Десять месяцев жил при дворе молдавского господаря Ордин-Нащокин. Жил тайным обычаем. Про то, что он человек русский, мало кто в Яссах знал. В те поры решались дела тонкие и запутанные. Донские казаки захватили у турок город Азов. Турецкий султан грозил Москве войной, но воевать не хотел. Русские тоже устали от войны с поляками и шведами. Хорошо бы сохранить Азов, но тогда война неизбежна. А война эта на руку магнатам Речи Посполитой: сразу двух зайцев убивают – русские ослабеют и турки.

Мирить Стамбул с Москвою взялся тайно от поляков молдавский господарь, старая лиса Василий Лупу. Да только полякам он тоже был друг, а старшая его дочь была замужем за литовским князем. За таким мирильщиком – глаз да глаз!

Молодой Ордин-Нащокин свет Афанасий Лаврентьевич и был тем оком московского царя…

Звонят.

Господи, ведь давно звонят! Очнулся от грезы:

– Войди!

Вошел слуга, ладный в ладном немецком платье:

– Мой господин, письмо из Москвы!

– Из Москвы?! – Афанасий Лаврентьевич вскрикнул и чуть было не вскочил. Не вскочил. Белая рука медленно поплыла над столом к слуге. – Давай.

Слуга подал письмо и вышел.

Афанасий Лаврентьевич перекрестился, вскрыл письмо.

Посольский приказ потребовал вновь наладить потерявшуюся связь с Духовым монастырем в Вильно.

Слава Богу, появилось Дело!

Афанасий Лаврентьевич затрезвонил в звонок.

– Соболью шубу и шапку! Лучших лошадей в лучший возок! Еду к воеводе.

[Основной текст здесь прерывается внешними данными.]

//! Pipeline orchestration
//!
//! Runs every stage in order, reports a percentage checkpoint at each stage
//! boundary, tags failures with the stage that produced them, and always
//! removes the local scratch directory. Remote objects created before a
//! failure are left in place.

use crate::negotiate::await_storage_uri;
use crate::poll::PollPolicy;
use crate::uploader::{ChunkedUploader, ProgressBand, UploadPolicy, UploadReport};
use crate::waiter::await_stage;
use lobup_config::Config;
use lobup_errors::Error;
use lobup_events::{EventEmitter, EventSender, FailureContext, RunEmitter, UploadEvent};
use lobup_net::{BlobApi, RegistryApi};
use lobup_package::{ExtractedPackage, ScratchDir};
use lobup_types::{
    AppAttributes, AppId, ContentVersionId, FileId, PackageManifest, PipelineStage, UploadStage,
    UploadTarget,
};
use std::future::Future;
use std::path::{Path, PathBuf};
use std::time::{Duration, Instant};
use tokio_util::sync::CancellationToken;

/// Runtime policies for one pipeline, derived from [`Config`]
#[derive(Debug, Clone)]
pub struct PipelineSettings {
    pub upload: UploadPolicy,
    pub negotiation: PollPolicy,
    pub processing: PollPolicy,
    pub scratch_root: PathBuf,
}

impl From<&Config> for PipelineSettings {
    fn from(config: &Config) -> Self {
        Self {
            upload: UploadPolicy::from(config),
            negotiation: PollPolicy::negotiation(&config.polling),
            processing: PollPolicy::processing(&config.polling),
            scratch_root: config.scratch_root(),
        }
    }
}

/// What to upload
#[derive(Debug, Clone)]
pub struct UploadRequest {
    pub archive: PathBuf,
    pub attributes: AppAttributes,
}

/// Identifiers and statistics of a successful run
#[derive(Debug, Clone, PartialEq, Eq)]
pub struct UploadOutcome {
    pub app_id: AppId,
    pub content_version_id: ContentVersionId,
    pub file_id: FileId,
    pub file_name: String,
    pub encrypted_size: u64,
    pub chunks: usize,
    pub renewals: u32,
    pub duration: Duration,
}

/// Sequences the upload stages against a registry and a blob store
pub struct UploadPipeline<R, B> {
    registry: R,
    blob: B,
    settings: PipelineSettings,
    events: Option<EventSender>,
}

impl<R, B> UploadPipeline<R, B>
where
    R: RegistryApi,
    B: BlobApi,
{
    pub fn new(registry: R, blob: B, settings: PipelineSettings) -> Self {
        Self {
            registry,
            blob,
            settings,
            events: None,
        }
    }

    /// Send progress and upload events to `tx`
    #[must_use]
    pub fn with_events(mut self, tx: EventSender) -> Self {
        self.events = Some(tx);
        self
    }

    pub fn registry(&self) -> &R {
        &self.registry
    }

    pub fn blob(&self) -> &B {
        &self.blob
    }

    #[must_use]
    pub fn settings(&self) -> &PipelineSettings {
        &self.settings
    }

    /// Run the whole pipeline for one archive
    ///
    /// # Errors
    ///
    /// Any stage failure is returned wrapped in `Error::Pipeline` naming the
    /// stage. Cancellation is returned as `Error::Cancelled`.
    pub async fn run(
        &self,
        request: &UploadRequest,
        cancel: &CancellationToken,
    ) -> Result<UploadOutcome, Error> {
        let run_id = uuid::Uuid::new_v4().to_string();
        let emitter = RunEmitter::new(self.events.clone(), run_id.clone());
        let started = Instant::now();

        tracing::info!(run_id = %run_id, archive = %request.archive.display(), "upload started");
        emitter.emit_upload(UploadEvent::RunStarted {
            run_id: run_id.clone(),
            archive: request.archive.clone(),
        });
        emitter.emit_progress_started(run_id.clone(), "upload");

        let mut percent = 0u8;
        let result = self
            .execute(request, cancel, &emitter, &mut percent)
            .await
            .map(|mut outcome| {
                outcome.duration = started.elapsed();
                outcome
            });

        match &result {
            Ok(outcome) => {
                tracing::info!(app_id = %outcome.app_id, duration = ?outcome.duration, "upload completed");
                emitter.emit_progress_completed(run_id, outcome.duration);
                emitter.emit_upload(UploadEvent::RunCompleted {
                    app_id: outcome.app_id.to_string(),
                    duration: outcome.duration,
                });
            }
            Err(e) => {
                tracing::error!(error = %e, stage = e.stage().unwrap_or("-"), "upload failed");
                emitter.emit_progress_failed(run_id, FailureContext::from_error(e), percent);
                emitter.emit_upload(UploadEvent::RunFailed {
                    stage: e.stage().map(str::to_string),
                    failure: FailureContext::from_error(e),
                });
            }
        }
        result
    }

    async fn execute(
        &self,
        request: &UploadRequest,
        cancel: &CancellationToken,
        emitter: &RunEmitter,
        percent: &mut u8,
    ) -> Result<UploadOutcome, Error> {
        let scratch_root = self.settings.scratch_root.clone();
        let package = stage(
            PipelineStage::ExtractMetadata,
            cancel,
            emitter,
            percent,
            lobup_package::extract(&request.archive, &scratch_root),
        )
        .await?;

        let ExtractedPackage {
            manifest,
            content_path,
            encrypted_size,
            scratch,
            ..
        } = package;
        emitter.emit_upload(UploadEvent::PayloadPrepared {
            file_name: manifest.file_name.clone(),
            unencrypted_size: manifest.unencrypted_size,
            encrypted_size,
        });

        let result = self
            .remote(request, &manifest, &content_path, encrypted_size, cancel, emitter, percent)
            .await;

        // Cleanup runs whatever happened above and never masks the primary result
        let cleanup_started = Instant::now();
        emitter.emit_upload(UploadEvent::StageStarted {
            stage: PipelineStage::Cleanup,
        });
        remove_scratch(scratch, emitter).await;
        emitter.emit_upload(UploadEvent::StageCompleted {
            stage: PipelineStage::Cleanup,
            duration: cleanup_started.elapsed(),
        });

        let (target, report) = result?;
        Ok(UploadOutcome {
            app_id: target.app_id,
            content_version_id: target.content_version_id,
            file_id: target.file_id,
            file_name: manifest.file_name,
            encrypted_size,
            chunks: report.chunks,
            renewals: report.renewals,
            duration: Duration::ZERO,
        })
    }

    #[allow(clippy::too_many_arguments)]
    async fn remote(
        &self,
        request: &UploadRequest,
        manifest: &PackageManifest,
        content_path: &Path,
        encrypted_size: u64,
        cancel: &CancellationToken,
        emitter: &RunEmitter,
        percent: &mut u8,
    ) -> Result<(UploadTarget, UploadReport), Error> {
        let registry = &self.registry;

        let app_id = stage(
            PipelineStage::CreateApplication,
            cancel,
            emitter,
            percent,
            registry.create_application(&request.attributes, manifest),
        )
        .await?;
        created(emitter, "application", app_id.as_str());

        let content_version_id = stage(
            PipelineStage::CreateContentVersion,
            cancel,
            emitter,
            percent,
            registry.create_content_version(&app_id),
        )
        .await?;
        created(emitter, "content version", content_version_id.as_str());

        let file_id = stage(
            PipelineStage::CreateFileEntry,
            cancel,
            emitter,
            percent,
            registry.create_file_entry(&app_id, &content_version_id, manifest, encrypted_size),
        )
        .await?;
        created(emitter, "file entry", file_id.as_str());

        let target = UploadTarget::new(app_id, content_version_id, file_id);

        let session = stage(
            PipelineStage::NegotiateStorage,
            cancel,
            emitter,
            percent,
            await_storage_uri(registry, &target, &self.settings.negotiation, cancel, emitter),
        )
        .await?;

        let band = ProgressBand {
            start: PipelineStage::UploadChunks.start_percent(),
            end: PipelineStage::UploadChunks.end_percent(),
        };
        let uploader = ChunkedUploader::new(
            registry,
            &self.blob,
            &target,
            &self.settings.upload,
            cancel,
            emitter,
        )
        .with_progress(emitter.run_id().unwrap_or_default(), band);
        let report = stage(
            PipelineStage::UploadChunks,
            cancel,
            emitter,
            percent,
            uploader.upload(session, content_path),
        )
        .await?;

        stage(
            PipelineStage::CommitFile,
            cancel,
            emitter,
            percent,
            registry.commit_file(&target, &manifest.encryption_info()),
        )
        .await?;

        stage(
            PipelineStage::AwaitCommit,
            cancel,
            emitter,
            percent,
            await_stage(
                registry,
                &target,
                UploadStage::CommitFile,
                &self.settings.processing,
                cancel,
                emitter,
            ),
        )
        .await?;

        stage(
            PipelineStage::CommitApplication,
            cancel,
            emitter,
            percent,
            registry.commit_app(&target.app_id, &target.content_version_id),
        )
        .await?;

        Ok((target, report))
    }
}

/// Run one stage: cancellation check, boundary events, stage-tagged errors
async fn stage<T, F>(
    stage: PipelineStage,
    cancel: &CancellationToken,
    emitter: &RunEmitter,
    percent: &mut u8,
    work: F,
) -> Result<T, Error>
where
    F: Future<Output = Result<T, Error>>,
{
    if cancel.is_cancelled() {
        return Err(Error::Cancelled);
    }
    let run_id = emitter.run_id().unwrap_or_default().to_string();
    *percent = stage.start_percent();
    tracing::debug!(%stage, "stage started");
    emitter.emit_upload(UploadEvent::StageStarted { stage });
    emitter.emit_progress_updated(run_id.clone(), *percent, stage.as_str());

    let started = Instant::now();
    let value = work.await.map_err(|e| e.in_stage(stage.as_str()))?;

    *percent = stage.end_percent();
    emitter.emit_upload(UploadEvent::StageCompleted {
        stage,
        duration: started.elapsed(),
    });
    emitter.emit_progress_updated(run_id, *percent, stage.as_str());
    Ok(value)
}

fn created(emitter: &RunEmitter, kind: &str, id: &str) {
    tracing::info!(kind, id, "remote object created");
    emitter.emit_upload(UploadEvent::RemoteObjectCreated {
        kind: kind.to_string(),
        id: id.to_string(),
    });
}

async fn remove_scratch(scratch: ScratchDir, emitter: &RunEmitter) {
    let path = scratch.path().to_path_buf();
    if let Err(e) = scratch.remove().await {
        tracing::warn!(path = %path.display(), error = %e, "failed to remove scratch directory");
        emitter.emit_upload(UploadEvent::ScratchCleanupFailed {
            path,
            error: e.to_string(),
        });
    }
}
//! Server-reported upload states
//!
//! The registry reports progress through a single `uploadState` string built
//! from a stage prefix and an outcome suffix, e.g. `commitFileSuccess`.
//! Matching is case-insensitive; strings that do not match any known
//! stage/outcome pair are left to the caller to treat as unknown.

use serde::{Deserialize, Serialize};
use std::fmt;

/// A named server-side processing stage
#[derive(Debug, Clone, Copy, PartialEq, Eq, Hash, Serialize, Deserialize)]
pub enum UploadStage {
    AzureStorageUriRequest,
    AzureStorageUriRenewal,
    CommitFile,
}

impl UploadStage {
    #[must_use]
    pub fn as_str(self) -> &'static str {
        match self {
            Self::AzureStorageUriRequest => "AzureStorageUriRequest",
            Self::AzureStorageUriRenewal => "AzureStorageUriRenewal",
            Self::CommitFile => "CommitFile",
        }
    }

    /// Interpret an observed `uploadState` string for this stage.
    ///
    /// Returns `None` when the string is not `{stage}{outcome}` for a known
    /// outcome, including states that belong to a different stage.
    #[must_use]
    pub fn classify(self, observed: &str) -> Option<StageOutcome> {
        let observed = observed.trim();
        let prefix = self.as_str();
        if observed.len() <= prefix.len() || !observed.is_char_boundary(prefix.len()) {
            return None;
        }
        let (head, tail) = observed.split_at(prefix.len());
        if !head.eq_ignore_ascii_case(prefix) {
            return None;
        }
        StageOutcome::parse(tail)
    }
}

impl fmt::Display for UploadStage {
    fn fmt(&self, f: &mut fmt::Formatter<'_>) -> fmt::Result {
        f.write_str(self.as_str())
    }
}

/// Outcome suffix of an upload state
#[derive(Debug, Clone, Copy, PartialEq, Eq, Hash, Serialize, Deserialize)]
pub enum StageOutcome {
    Pending,
    Success,
    Failed,
    TimedOut,
}

impl StageOutcome {
    fn parse(suffix: &str) -> Option<Self> {
        [Self::Pending, Self::Success, Self::Failed, Self::TimedOut]
            .into_iter()
            .find(|outcome| suffix.eq_ignore_ascii_case(outcome.as_str()))
    }

    #[must_use]
    pub fn as_str(self) -> &'static str {
        match self {
            Self::Pending => "Pending",
            Self::Success => "Success",
            Self::Failed => "Failed",
            Self::TimedOut => "TimedOut",
        }
    }
}

#[cfg(test)]
mod tests {
    use super::*;

    #[test]
    fn test_classify_is_case_insensitive() {
        let stage = UploadStage::AzureStorageUriRequest;
        assert_eq!(
            stage.classify("azureStorageUriRequestSuccess"),
            Some(StageOutcome::Success)
        );
        assert_eq!(
            stage.classify("AZURESTORAGEURIREQUESTPENDING"),
            Some(StageOutcome::Pending)
        );
        assert_eq!(
            UploadStage::CommitFile.classify("commitFileTimedOut"),
            Some(StageOutcome::TimedOut)
        );
    }

    #[test]
    fn test_classify_rejects_other_stages_and_garbage() {
        let stage = UploadStage::CommitFile;
        assert_eq!(stage.classify("azureStorageUriRequestSuccess"), None);
        assert_eq!(stage.classify("commitFile"), None);
        assert_eq!(stage.classify("commitFileQueued"), None);
        assert_eq!(stage.classify(""), None);
        assert_eq!(stage.classify("é"), None);
    }

    #[test]
    fn test_renewal_is_distinct_from_request() {
        assert_eq!(
            UploadStage::AzureStorageUriRequest.classify("azureStorageUriRenewalSuccess"),
            None
        );
        assert_eq!(
            UploadStage::AzureStorageUriRenewal.classify("azureStorageUriRenewalFailed"),
            Some(StageOutcome::Failed)
        );
    }
}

Окольничий[3] Никифор Сергеевич Собакин заканчивал воеводствовать во Пскове. За свое псковское кормление окольничий изрядно нажился. Теперь же, напоследок, подворачивался большой куш от хлебной торговли, затеянной Федором Емельяновым по приказу Москвы.

Никифор Сергеевич, похаживая по дому, поглядывал, что можно при выезде снять, выдрать, выставить и продать. Одних изразцов на печах вон сколько. Да и железа пудов двадцать, а то и тридцать будет: замки, засовы, цепи, петли, дверные ручки, скобы, пробои, тяги…

До Никифора Сергеевича во Пскове Лыков воеводствовал, ничтожный человек. Уезжая, оставил дом без дверей-окон, разорил, как разбойник разорить не посмеет. Гвозди из полу повыдергал!

Никифор Сергеевич не чета Лыковым. С немцами знался. Гвозди дергать? Петли у дверей отдирать? Выставлять окна? Куда бы ни шло – свое с собою забрать, нажитое. Дом-то ведь не свой, содержание воеводских хором на плечах посадских людей. И бесстыдство бесстыдное – возле дома разоренного Лыков торги устроил: из дома – и на продажу! Такого и пропойце нельзя простить.

Никифор Сергеевич собирался увезти с собою только то, что сам покупал для украшения дома у ливонцев и шведов, и для того, чтобы и на другом месте жить привычно. Ну а железки он выдирать не собирался. Пересчитать пересчитывал и оценял, но не для того, чтобы разорить дом. Железки Никифор Сергеевич собирался продать на месте, скопом. Продать купцу, а тот уж пусть, не выдирая и не ломая ничего, псковичам перепродаст товар. И все останутся при выгоде.

По примеру немцев Никифор Сергеевич в счете был точен. Всякую железяку в книжицу записывал, а против нее – цену. Умеренную.

Ордин-Нащокин попал к воеводе не ко времени – оторвал воеводу от приятных подсчетов, – и принял окольничий простого дворянина вполоборота. За всю беседу так ни разу и не поглядел на Афанасия Лаврентьевича обоими глазами. Как петух, одним косился.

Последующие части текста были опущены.